**Your goal**
Find every line below where the string "CanonicalJoin" shows up, and copy those lines.

**Recorded information**
↓
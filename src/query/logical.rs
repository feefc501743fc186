//! Logical query plan built from the canonical query before physical
//! lowering.
//!
//! The shape is fixed: `Scan → Filter → Join* → Filter → Aggregate →
//! Filter(HAVING) → Sort → Project → Limit`, with optional stages omitted.
//! Filter conjuncts are placed as low as they can go: conjuncts over the base
//! entity sit directly above its scan, conjuncts over a single INNER-joined
//! alias sit above that alias's scan, and everything else stays above the
//! joins.

use std::fmt;
use std::sync::Arc;

use serde::Serialize;
use tracing::debug;

use crate::query::ast::JoinType;
use crate::query::canonical::{
    CanonicalAggregate, CanonicalJoin, CanonicalQuery, CanonicalSort, Window,
};
use crate::query::predicate::Predicate;
use crate::query::schema::{FieldRef, FieldSource};

/// Deterministic node identifier; the root is always 0.
#[derive(Clone, Copy, Debug, PartialEq, Eq, PartialOrd, Ord, Hash, Serialize)]
pub struct NodeId(pub u32);

impl fmt::Display for NodeId {
    fn fmt(&self, f: &mut fmt::Formatter<'_>) -> fmt::Result {
        write!(f, "#{}", self.0)
    }
}

/// Clause a filter node evaluates.
#[derive(Clone, Copy, Debug, PartialEq, Eq, Hash, Serialize)]
#[serde(rename_all = "snake_case")]
pub enum FilterStage {
    /// Row filter before aggregation.
    Where,
    /// Group filter after aggregation.
    Having,
}

/// Logical operator tree for a query.
#[derive(Clone, Debug, PartialEq, Serialize)]
pub struct LogicalPlan {
    /// The root node of the logical plan tree.
    pub root: PlanNode,
}

impl LogicalPlan {
    /// Creates a plan and assigns node ids in pre-order.
    pub fn new(mut root: PlanNode) -> Self {
        assign_ids(&mut root);
        Self { root }
    }

    /// Every node in pre-order (ascending id).
    pub fn nodes(&self) -> Vec<&PlanNode> {
        let mut out = Vec::new();
        let mut stack = vec![&self.root];
        while let Some(node) = stack.pop() {
            out.push(node);
            stack.extend(node.inputs.iter().rev());
        }
        out
    }
}

/// Node within the logical plan tree.
#[derive(Clone, Debug, PartialEq, Serialize)]
pub struct PlanNode {
    /// Pre-order id.
    pub id: NodeId,
    /// The logical operator at this node.
    pub op: LogicalOp,
    /// Child nodes that provide input to this operator.
    pub inputs: Vec<PlanNode>,
}

impl PlanNode {
    /// Creates a new plan node with no inputs.
    pub fn new(op: LogicalOp) -> Self {
        Self {
            id: NodeId(0),
            op,
            inputs: Vec::new(),
        }
    }

    /// Creates a new plan node with the given inputs.
    pub fn with_inputs(op: LogicalOp, inputs: Vec<PlanNode>) -> Self {
        Self {
            id: NodeId(0),
            op,
            inputs,
        }
    }
}

/// Logical operators available prior to physical selection.
#[derive(Clone, Debug, PartialEq, Serialize)]
#[serde(tag = "op", rename_all = "snake_case")]
pub enum LogicalOp {
    /// Reads every row of an entity.
    Scan {
        /// Entity to read.
        entity: String,
        /// Join alias when this scan feeds the right side of a join.
        alias: Option<String>,
    },
    /// Keeps rows matching a predicate.
    Filter {
        /// Predicate in negation-normal form.
        predicate: Predicate,
        /// Clause the predicate came from.
        stage: FilterStage,
    },
    /// Equi-join of the left input with the right input.
    Join {
        /// Join flavour.
        join_type: JoinType,
        /// Joined entity.
        entity: String,
        /// Alias of the joined entity.
        alias: String,
        /// Key on the left input.
        left_key: Arc<FieldRef>,
        /// Key on the right input.
        right_key: Arc<FieldRef>,
    },
    /// Groups rows and computes aggregates.
    Aggregate {
        /// Group-by fields.
        group_by: Vec<Arc<FieldRef>>,
        /// Aggregate output columns.
        aggregates: Vec<CanonicalAggregate>,
    },
    /// Orders rows.
    Sort {
        /// Sort keys, most significant first.
        keys: Vec<CanonicalSort>,
    },
    /// Restricts the output columns.
    Project {
        /// Included fields; empty means every field.
        include: Vec<Arc<FieldRef>>,
        /// Excluded fields.
        exclude: Vec<Arc<FieldRef>>,
    },
    /// Applies the pagination window.
    Limit {
        /// Row window.
        window: Window,
    },
}

impl LogicalOp {
    /// Operator name used in logs and explain output.
    pub fn name(&self) -> &'static str {
        match self {
            LogicalOp::Scan { .. } => "Scan",
            LogicalOp::Filter { .. } => "Filter",
            LogicalOp::Join { .. } => "Join",
            LogicalOp::Aggregate { .. } => "Aggregate",
            LogicalOp::Sort { .. } => "Sort",
            LogicalOp::Project { .. } => "Project",
            LogicalOp::Limit { .. } => "Limit",
        }
    }
}

fn assign_ids(root: &mut PlanNode) {
    let mut next = 0u32;
    let mut stack = vec![root];
    while let Some(node) = stack.pop() {
        node.id = NodeId(next);
        next += 1;
        stack.extend(node.inputs.iter_mut().rev());
    }
}

/// Where a filter conjunct is evaluated.
#[derive(Clone, Debug, PartialEq, Eq)]
enum Placement {
    Base,
    Alias(String),
    Residual,
}

fn placement(conjunct: &Predicate, inner_aliases: &[&str]) -> Placement {
    let mut alias: Option<&str> = None;
    let mut base = false;
    for (cond, _) in conjunct.conditions() {
        match &cond.field.source {
            FieldSource::Join { alias: a } => match alias {
                Some(seen) if seen != a => return Placement::Residual,
                _ => alias = Some(a),
            },
            FieldSource::Entity | FieldSource::Aggregate => base = true,
        }
    }
    match (base, alias) {
        (true, Some(_)) => Placement::Residual,
        (_, None) => Placement::Base,
        (false, Some(a)) if inner_aliases.contains(&a) => Placement::Alias(a.to_owned()),
        (false, Some(_)) => Placement::Residual,
    }
}

fn filtered(input: PlanNode, conjuncts: Vec<Predicate>, stage: FilterStage) -> PlanNode {
    match Predicate::from_conjuncts(conjuncts) {
        Some(predicate) => {
            PlanNode::with_inputs(LogicalOp::Filter { predicate, stage }, vec![input])
        }
        None => input,
    }
}

fn join_node(left: PlanNode, join: &CanonicalJoin, right_filter: Vec<Predicate>) -> PlanNode {
    let scan = PlanNode::new(LogicalOp::Scan {
        entity: join.entity.clone(),
        alias: Some(join.alias.clone()),
    });
    let right = filtered(scan, right_filter, FilterStage::Where);
    PlanNode::with_inputs(
        LogicalOp::Join {
            join_type: join.join_type,
            entity: join.entity.clone(),
            alias: join.alias.clone(),
            left_key: Arc::clone(&join.left_key),
            right_key: Arc::clone(&join.right_key),
        },
        vec![left, right],
    )
}

/// Lowers a canonical query into its logical plan.
pub fn plan_logical(query: &CanonicalQuery) -> LogicalPlan {
    let inner_aliases: Vec<&str> = query
        .joins
        .iter()
        .filter(|j| j.join_type == JoinType::Inner)
        .map(|j| j.alias.as_str())
        .collect();

    let mut base = Vec::new();
    let mut per_alias: Vec<(String, Vec<Predicate>)> = Vec::new();
    let mut residual = Vec::new();
    if let Some(filter) = &query.filter {
        for conjunct in filter.conjuncts() {
            match placement(conjunct, &inner_aliases) {
                Placement::Base => base.push(conjunct.clone()),
                Placement::Residual => residual.push(conjunct.clone()),
                Placement::Alias(alias) => match per_alias.iter_mut().find(|(a, _)| *a == alias) {
                    Some((_, list)) => list.push(conjunct.clone()),
                    None => per_alias.push((alias, vec![conjunct.clone()])),
                },
            }
        }
    }

    let scan = PlanNode::new(LogicalOp::Scan {
        entity: query.entity.clone(),
        alias: None,
    });
    let mut node = filtered(scan, base, FilterStage::Where);

    for join in &query.joins {
        let right_filter = per_alias
            .iter()
            .position(|(a, _)| *a == join.alias)
            .map(|idx| per_alias.swap_remove(idx).1)
            .unwrap_or_default();
        node = join_node(node, join, right_filter);
    }
    node = filtered(node, residual, FilterStage::Where);

    if let Some(agg) = &query.aggregation {
        node = PlanNode::with_inputs(
            LogicalOp::Aggregate {
                group_by: agg.group_by.clone(),
                aggregates: agg.aggregates.clone(),
            },
            vec![node],
        );
        if let Some(having) = &agg.having {
            node = filtered(node, vec![having.clone()], FilterStage::Having);
        }
    }

    if !query.sort.is_empty() {
        node = PlanNode::with_inputs(
            LogicalOp::Sort {
                keys: query.sort.clone(),
            },
            vec![node],
        );
    }

    if !query.include.is_empty() || !query.exclude.is_empty() {
        node = PlanNode::with_inputs(
            LogicalOp::Project {
                include: query.include.clone(),
                exclude: query.exclude.clone(),
            },
            vec![node],
        );
    }

    if query.window != Window::Unbounded {
        node = PlanNode::with_inputs(
            LogicalOp::Limit {
                window: query.window.clone(),
            },
            vec![node],
        );
    }

    let plan = LogicalPlan::new(node);
    debug!(
        entity = %query.entity,
        nodes = plan.nodes().len(),
        root = plan.root.op.name(),
        "query.logical.planned"
    );
    plan
}

#[cfg(test)]
mod tests {
    use super::*;
    use crate::config::Limits;
    use crate::query::ast::{Filter, JoinSpec, Query, SortSpec};
    use crate::query::canonical::build_canonical;
    use crate::query::schema::{EntitySchema, FieldDef, FieldType, InMemorySchema};
    use crate::query::pipeline::Deadline;
    use crate::query::validate::{resolve_query, validate};

    fn canonical(query: &Query) -> CanonicalQuery {
        let registry = InMemorySchema::new()
            .with_entity(
                EntitySchema::new("orders")
                    .with_field(FieldDef::new("customer_id", FieldType::Integer).indexed())
                    .with_field(FieldDef::new("status", FieldType::String).indexed())
                    .with_field(FieldDef::new("total", FieldType::Float)),
            )
            .with_entity(
                EntitySchema::new("customers")
                    .with_field(FieldDef::new("id", FieldType::Integer).indexed())
                    .with_field(FieldDef::new("tier", FieldType::String)),
            );
        let limits = Limits::default();
        let resolved =
            resolve_query(query, &registry, &limits, &Deadline::none()).expect("resolves");
        build_canonical(validate(resolved, &registry, &limits).expect("valid"))
    }

    fn shape(plan: &LogicalPlan) -> Vec<(u32, &'static str)> {
        plan.nodes().iter().map(|n| (n.id.0, n.op.name())).collect()
    }

    #[test]
    fn fixed_stage_order_with_preorder_ids() {
        let mut query = Query::new("orders");
        query.filter = Some(Filter::eq("status", "open"));
        query.sort = vec![SortSpec::desc("total")];
        query.projection.include = vec!["total".into()];
        let plan = plan_logical(&canonical(&query));
        assert_eq!(
            shape(&plan),
            vec![
                (0, "Limit"),
                (1, "Project"),
                (2, "Sort"),
                (3, "Filter"),
                (4, "Scan")
            ]
        );
    }

    #[test]
    fn planning_is_idempotent() {
        let mut query = Query::new("orders");
        query.filter = Some(Filter::and([
            Filter::eq("status", "open"),
            Filter::gt("total", 10_i64),
        ]));
        let canonical = canonical(&query);
        assert_eq!(plan_logical(&canonical), plan_logical(&canonical));
    }

    #[test]
    fn conjuncts_are_placed_by_the_entities_they_touch() {
        let mut query = Query::new("orders");
        query.joins = vec![JoinSpec::inner("customers", "c", "customer_id", "id")];
        query.filter = Some(Filter::and([
            Filter::eq("status", "open"),
            Filter::eq("c.tier", "gold"),
            Filter::or([Filter::gt("total", 100_i64), Filter::eq("c.tier", "vip")]),
        ]));
        let plan = plan_logical(&canonical(&query));
        assert_eq!(
            shape(&plan),
            vec![
                (0, "Limit"),
                (1, "Filter"),
                (2, "Join"),
                (3, "Filter"),
                (4, "Scan"),
                (5, "Filter"),
                (6, "Scan")
            ]
        );
        let nodes = plan.nodes();
        match &nodes[5].op {
            LogicalOp::Filter { predicate, .. } => {
                assert_eq!(predicate.conditions()[0].0.field.display_name(), "c.tier");
            }
            other => panic!("unexpected op: {other:?}"),
        }
        match &nodes[6].op {
            LogicalOp::Scan { alias, .. } => assert_eq!(alias.as_deref(), Some("c")),
            other => panic!("unexpected op: {other:?}"),
        }
    }

    #[test]
    fn left_join_conjuncts_stay_above_the_join() {
        let mut query = Query::new("orders");
        query.joins = vec![JoinSpec::inner("customers", "c", "customer_id", "id").left_outer()];
        query.filter = Some(Filter::eq("c.tier", "gold"));
        let plan = plan_logical(&canonical(&query));
        assert_eq!(
            shape(&plan),
            vec![(0, "Limit"), (1, "Filter"), (2, "Join"), (3, "Scan"), (4, "Scan")]
        );
    }
}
↑
**Exercise solution**
    CanonicalAggregate, CanonicalJoin, CanonicalQuery, CanonicalSort, Window,
fn join_node(left: PlanNode, join: &CanonicalJoin, right_filter: Vec<Predicate>) -> PlanNode {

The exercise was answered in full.